POLITRICKING: EFF marks 12 years with growing pains as door to GNU remains closed
EFF member of parliament and national spokesperson Sinawo Tambo
The door which leads to participation in the national coalition seemingly remains shut for the EFF, despite continued friction among coalition partners.
The red berets have also made numerous attempts to engage with the ANC and made public declarations of a willingness to join the GNU.
The DA has argued its persistent presence in the GNU and relationship with the ANC - though becoming increasingly acrimonious - is aimed at saving South Africa from a “doomsday coalition” between the former liberation movement its splinter, the EFF.
This is a narrative EFF member of parliament and national spokesperson Sinawo Tambo tells EWN’s Politricking with Tshidi Madia, has been effective and still plays a role in keeping the red berets outside.
“There’s a narrative that an inclusion of the EFF in governance equals to constitutional or democratic collapse, or there's a threat to democracy, or could result in a doomsday,” said Tambo as he reflected on his party’s journey since the 2024 May general elections.
The watershed polls saw the reds moving from the third largest political organisation to fourth place, with its support in KwaZulu Natal decimated. Tambo said, their fate, like several other organisations was sealed by the arrival of former president Jacob Zuma’s Umkhonto weSizwe party but added that campaigns like the DA’s weren’t countered sufficiently and have had some impact on how the EFF is perceived.
“I don't think it's based on any verifiable fact now, but it's a narrative that was built up over a course of time, I think since the inception of the EFF, because of the policies that we represent,” he remarked.
And while deemed not fit enough to co-govern at national level, the EFF currently enjoys a relationship with the ANC across several metros, even in Gauteng.
The irony being in 2016, it joined hands with the very same DA warning South Africans against them, in a bid to destroy the ANC.
“We did that to weaken the ANC, and it is weakened now to a point where it can't recover… to work with them now is convenient for the EFF,” he said.
“It’s a shift of politics and I don’t think to remain at the trough, but now we're included in those local government municipalities as well, and we're able to effectively leverage our work in local government to prove to voters that the EFF is capable to govern,” he added.
This is also a relationship that comes with its own tensions, Tambo himself, has accused the ANC of thinking it can lean on the EFF to come to the rescue when it’s met with challenges in its partnership with the DA. The red berets mouthpiece said the ANC shouldn’t presume it will always be on hand to support it, claiming the ANC has shown itself to be both manipulative and inconsistent in this regard.
The MKP brings no value to opposition politics
And while the budget impasse remains a major talking point, it’s also resulted in even more reflections of the state of the opposition in parliament, with the EFF, running roughshod over the MKP, declaring itself the official opposition.

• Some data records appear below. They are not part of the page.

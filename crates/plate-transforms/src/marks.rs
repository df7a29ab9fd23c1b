use std::collections::HashMap;

use log::debug;
use serde_json::Value;

use crate::core::{Attrs, Document, ElementNode, Mark, Node, Visit};
use crate::error::{or_unchanged, TransformError};
use crate::schema::{
    Schema, ATTR_INDENT, ATTR_LEVEL, ATTR_OVERRIDDEN_INDENT, ATTR_OVERRIDDEN_INDENT_VALUE,
    ATTR_STYLE_NAME, DOC, HEADING, MARK_EM, MARK_FONT_SIZE, MARK_FONT_TYPE, MARK_OVERRIDE,
    MARK_STRIKE, MARK_STRONG, MARK_SUB, MARK_SUPER, MARK_TEXT_COLOR, MARK_TEXT_HIGHLIGHT,
    MARK_UNDERLINE, PARAGRAPH,
};
use crate::style::{Style, StyleLookup, NORMAL_STYLE};
use crate::transform::{SelectionRange, Transform};

/// Inline formatting that clearing reverts to the paragraph style.
pub const FORMAT_MARK_KINDS: &[&str] = &[
    MARK_EM,
    MARK_FONT_SIZE,
    MARK_FONT_TYPE,
    MARK_STRIKE,
    MARK_STRONG,
    MARK_TEXT_COLOR,
    MARK_TEXT_HIGHLIGHT,
    MARK_UNDERLINE,
    MARK_SUPER,
    MARK_SUB,
];

pub fn apply_mark(
    tr: Transform,
    kind: &str,
    attrs: Option<Attrs>,
    is_custom_style_applied: bool,
) -> Transform {
    or_unchanged("apply_mark", tr, |tr| {
        try_apply_mark(tr, kind, attrs, is_custom_style_applied)
    })
}

pub fn clear_marks(tr: Transform, styles: &dyn StyleLookup) -> Transform {
    or_unchanged("clear_marks", tr, |tr| try_clear_marks(tr, styles))
}

pub fn clear_heading(tr: Transform) -> Transform {
    or_unchanged("clear_heading", tr, try_clear_heading)
}

pub fn toggle_custom_style(tr: Transform, style_name: &str, styles: &dyn StyleLookup) -> Transform {
    or_unchanged("toggle_custom_style", tr, |tr| {
        try_toggle_custom_style(tr, style_name, styles)
    })
}

/// Whether `mark` already carries the value `style` defines for its kind.
pub fn compare_marks(mark: &Mark, style: Option<&Style>) -> bool {
    style.is_some_and(|style| style.styles.matches(mark))
}

fn mark_applies(doc: &Document, schema: &Schema, ranges: &[SelectionRange], kind: &str) -> bool {
    ranges.iter().any(|range| {
        let Some(from) = doc.resolve(range.from) else {
            return false;
        };
        let mut can = from.depth() == 0 && schema.allows_mark(DOC, kind);
        if !can {
            doc.nodes_between(range.from, range.to, |node, _, _, _| {
                if let Node::Element(el) = node {
                    if schema.is_text_block(&el.kind) && schema.allows_mark(&el.kind, kind) {
                        can = true;
                        return Visit::Stop;
                    }
                }
                Visit::Continue
            });
        }
        can
    })
}

pub(crate) fn try_apply_mark(
    tr: Transform,
    kind: &str,
    attrs: Option<Attrs>,
    is_custom_style_applied: bool,
) -> Result<Transform, TransformError> {
    if kind.is_empty() || !tr.schema().has_mark(kind) {
        return Ok(tr);
    }
    let Some(selection) = tr.selection().cloned() else {
        return Ok(tr);
    };
    let cursor = selection.cursor_pos();
    let ranges = selection.ranges();
    if (selection.is_empty() && cursor.is_none())
        || !mark_applies(tr.doc(), tr.schema(), &ranges, kind)
    {
        return Ok(tr);
    }

    if cursor.is_some() {
        let tr = tr.remove_stored_mark(kind);
        return Ok(match attrs {
            Some(attrs) => tr.add_stored_mark(Mark::with_attrs(kind, attrs)),
            None => tr,
        });
    }

    let has = ranges
        .iter()
        .any(|r| tr.doc().range_has_mark(r.from, r.to, kind));

    let mut tr = tr;
    for range in &ranges {
        if has && !is_custom_style_applied {
            tr = tr.remove_mark_kind(range.from, range.to, kind)?;
        }
        if let Some(attrs) = &attrs {
            tr = tr.add_mark(range.from, range.to, Mark::with_attrs(kind, attrs.clone()))?;
        }
    }
    Ok(tr)
}

struct Removal {
    from: usize,
    to: usize,
    kind: String,
    restore: Option<Mark>,
}

fn style_name(attrs: &Attrs) -> Option<&str> {
    attrs.get(ATTR_STYLE_NAME).and_then(|v| v.as_str())
}

// Multi-paragraph selections are only cleared when every paragraph is plain.
fn crosses_styled_paragraphs(doc: &Document, from: usize, to: usize) -> bool {
    let mut count = 0usize;
    let mut styled = false;
    doc.nodes_between(from, to, |node, _, _, _| {
        let Node::Element(el) = node else {
            return Visit::Continue;
        };
        if el.kind != PARAGRAPH {
            return Visit::Continue;
        }
        count += 1;
        if style_name(&el.attrs).is_some_and(|name| name != NORMAL_STYLE) {
            styled = true;
        }
        Visit::SkipChildren
    });
    count > 1 && styled
}

pub(crate) fn try_clear_marks(
    tr: Transform,
    styles: &dyn StyleLookup,
) -> Result<Transform, TransformError> {
    let Some(selection) = tr.selection() else {
        return Ok(tr);
    };
    if selection.is_empty() {
        return Ok(tr);
    }
    let (from, to) = (selection.from(), selection.to());
    if crosses_styled_paragraphs(tr.doc(), from, to) {
        debug!("clear_marks: selection {from}..{to} crosses styled paragraphs, skipping");
        return Ok(tr);
    }

    let mut cache: HashMap<String, Option<Style>> = HashMap::new();
    let mut lookup = |name: Option<&str>| -> Option<Style> {
        let name = name?;
        cache
            .entry(name.to_string())
            .or_insert_with(|| styles.style_by_name(name))
            .clone()
    };

    let mut removals: Vec<Removal> = Vec::new();
    let mut indent_resets: Vec<(usize, ElementNode, Option<Style>)> = Vec::new();
    {
        let schema = tr.schema();
        tr.doc().nodes_between(from, to, |node, pos, parent, _| {
            if let Node::Element(el) = node {
                let overridden = el
                    .attrs
                    .get(ATTR_OVERRIDDEN_INDENT)
                    .and_then(|v| v.as_bool())
                    .unwrap_or(false);
                if overridden {
                    indent_resets.push((pos, el.clone(), lookup(style_name(&el.attrs))));
                }
                return Visit::Continue;
            }
            if node.marks().is_empty() {
                return Visit::Continue;
            }

            let style = lookup(parent.and_then(|p| style_name(&p.attrs)));
            let span = (from.max(pos), to.min(pos + node.size()));
            let restore = |kind: &str| style.as_ref().and_then(|s| s.styles.mark_for(kind));
            for mark in node.marks() {
                if mark.kind == MARK_OVERRIDE {
                    removals.push(Removal {
                        from: span.0,
                        to: span.1,
                        kind: MARK_OVERRIDE.to_string(),
                        restore: None,
                    });
                    for key in mark.attrs.keys().filter(|key| schema.has_mark(key)) {
                        removals.push(Removal {
                            from: span.0,
                            to: span.1,
                            kind: key.clone(),
                            restore: restore(key),
                        });
                    }
                    continue;
                }
                if !FORMAT_MARK_KINDS.contains(&mark.kind.as_str()) {
                    continue;
                }
                if mark.is_overridden() && !compare_marks(mark, style.as_ref()) {
                    removals.push(Removal {
                        from: span.0,
                        to: span.1,
                        kind: mark.kind.clone(),
                        restore: restore(&mark.kind),
                    });
                }
            }
            Visit::Continue
        });
    }

    if removals.is_empty() && indent_resets.is_empty() {
        return Ok(tr);
    }
    debug!(
        "clear_marks: {} mark removals, {} indent resets",
        removals.len(),
        indent_resets.len()
    );

    let mut tr = tr;
    for removal in &removals {
        tr = tr.remove_mark_kind(removal.from, removal.to, &removal.kind)?;
    }
    for removal in removals {
        if let Some(mark) = removal.restore {
            tr = tr.add_mark(removal.from, removal.to, mark)?;
        }
    }
    for (pos, el, style) in indent_resets {
        let indent = style
            .and_then(|s| s.styles.indent)
            .or_else(|| el.attrs.get(ATTR_OVERRIDDEN_INDENT_VALUE).and_then(|v| v.as_u64()))
            .unwrap_or(0);
        let mut attrs = el.attrs.clone();
        attrs.remove(ATTR_OVERRIDDEN_INDENT);
        attrs.remove(ATTR_OVERRIDDEN_INDENT_VALUE);
        attrs.insert(ATTR_INDENT.to_string(), Value::from(indent));
        tr = tr.set_node_markup(pos, &el.kind, attrs, el.marks.clone())?;
    }
    Ok(tr)
}

fn try_clear_heading(tr: Transform) -> Result<Transform, TransformError> {
    let Some(selection) = tr.selection() else {
        return Ok(tr);
    };
    if selection.is_empty() || !tr.schema().has_node(PARAGRAPH) {
        return Ok(tr);
    }
    let mut headings: Vec<(usize, ElementNode)> = Vec::new();
    tr.doc()
        .nodes_between(selection.from(), selection.to(), |node, pos, _, _| {
            if let Node::Element(el) = node {
                if el.kind == HEADING {
                    headings.push((pos, el.clone()));
                }
            }
            Visit::Continue
        });

    let mut tr = tr;
    for (pos, el) in headings {
        let mut attrs = el.attrs;
        attrs.remove(ATTR_LEVEL);
        tr = tr.set_node_markup(pos, PARAGRAPH, attrs, el.marks)?;
    }
    Ok(tr)
}

fn try_toggle_custom_style(
    tr: Transform,
    name: &str,
    styles: &dyn StyleLookup,
) -> Result<Transform, TransformError> {
    let Some(style) = styles.style_by_name(name) else {
        return Ok(tr);
    };
    let Some(selection) = tr.selection() else {
        return Ok(tr);
    };

    let mut blocks: Vec<(usize, ElementNode)> = Vec::new();
    tr.doc()
        .nodes_between(selection.from(), selection.to(), |node, pos, _, _| match node {
            Node::Element(el) if tr.schema().is_text_block(&el.kind) => {
                blocks.push((pos, el.clone()));
                Visit::SkipChildren
            }
            _ => Visit::Continue,
        });

    let mut tr = tr;
    for (pos, el) in blocks {
        let mut attrs = el.attrs;
        attrs.insert(ATTR_STYLE_NAME.to_string(), Value::String(name.to_string()));
        if let Some(indent) = style.styles.indent {
            attrs.insert(ATTR_INDENT.to_string(), Value::from(indent));
            attrs.remove(ATTR_OVERRIDDEN_INDENT);
            attrs.remove(ATTR_OVERRIDDEN_INDENT_VALUE);
        }
        tr = tr.set_node_markup(pos, &el.kind, attrs, el.marks)?;
    }

    for kind in FORMAT_MARK_KINDS {
        if let Some(mark) = style.styles.mark_for(kind) {
            tr = try_apply_mark(tr, kind, Some(mark.attrs), true)?;
        }
    }
    Ok(tr)
}
#![deny(missing_docs)]
#![doc = env!("CARGO_PKG_DESCRIPTION")]
//!
//! # Overview
//!
//! `dtl-tensor` is the container layer of the workspace. A [`Tensor`] owns a flat,
//! row-major buffer together with its shape and strides, and a [`TensorView`] borrows
//! that buffer with a different shape or stride layout (for example after permuting
//! the axes of a matrix).
//!
//! Rectangularity is a property of the type: a [`Tensor2`] always has `rows * cols`
//! elements. Row-based input coming from the outside is validated once, in
//! [`Tensor::from_rows`], and ragged rows are rejected there.
//!
//! # Quick Start
//!
//! ```rust
//! use dtl_tensor::Tensor2;
//!
//! let t = Tensor2::<f32>::from_rows(&[vec![1.0, 2.0, 3.0], vec![4.0, 5.0, 6.0]]).unwrap();
//! assert_eq!(t.shape, [2, 3]);
//! assert_eq!(t.get([1, 2]), Some(&6.0));
//!
//! // swap the axes without copying, then materialize
//! let transposed = t.permute_axes([1, 0]).as_contiguous();
//! assert_eq!(transposed.shape, [3, 2]);
//! assert_eq!(transposed.as_slice(), &[1.0, 4.0, 2.0, 5.0, 3.0, 6.0]);
//! ```

/// Serde module for JSON/other format serialization and deserialization.
///
/// Enabled with the `serde` feature.
#[cfg(feature = "serde")]
pub mod serde;

/// Storage module containing the owned element buffer.
pub mod storage;

/// Tensor module containing the main tensor implementation and error types.
pub mod tensor;

/// View module containing non-owning tensor view implementations.
pub mod view;

pub use crate::tensor::{get_strides_from_shape, Tensor, TensorError};
pub use crate::view::TensorView;

/// Type alias for a 1-dimensional tensor.
pub type Tensor1<T> = Tensor<T, 1>;

/// Type alias for a 2-dimensional tensor.
pub type Tensor2<T> = Tensor<T, 2>;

The self-appointed title is due to the almost muted approach by former President Jacob Zuma’s party to hold the GNU accountable for the budget debacle which has been consequential for the country.
The red berets have been attempting to reinvent themselves, at least before the country’s parliament, shifting from its characteristically disruptive posture and past tectonic changes which rocked the organisation last year when some of its key figures, including deputy president Floyd Shivambu, former national chairperson Advocate Dali Mpofu and former spokesperson Mbuyiseni Ndlozi quit the party.
But Tambo believes to effectively live up to its commitment of being more robust in parliament, it cannot do so effectively, while working in unison with the MKP. The pair, along with other small parties like ATM form the progressive caucus, which was meant to hold GNU partners accountable, but the MKP has seemingly fallen short in its role as the official opposition.
“I don't think they add anything qualitative to opposition politics,” he remarked.
“They don’t have a programme of action, they don’t have a rational for the opposition work that they do and then it was almost like they piggy backing on what the EFF has laid out,” he continued.
Tambo said the two parties can meet and agree on voting strategies.
The EFF marks 12-years in the coming months, with Tambo insisting that it’s doing the work to recover from some of the major setbacks it recently experienced, this as he recognised the role played by himself and others in parliament has resuscitated its relevance in the eyes of the public.
He admits one of the major tasks for the organisation is interrogating the veracity of its members and accessing the credibility of its structures; this following concerns raised by the EFF’s firebrand leader Julius Malema of bogus branches.
“We are older, but we are still young… not doing too badly, the emergence of the MKP makes it look like that,” he said.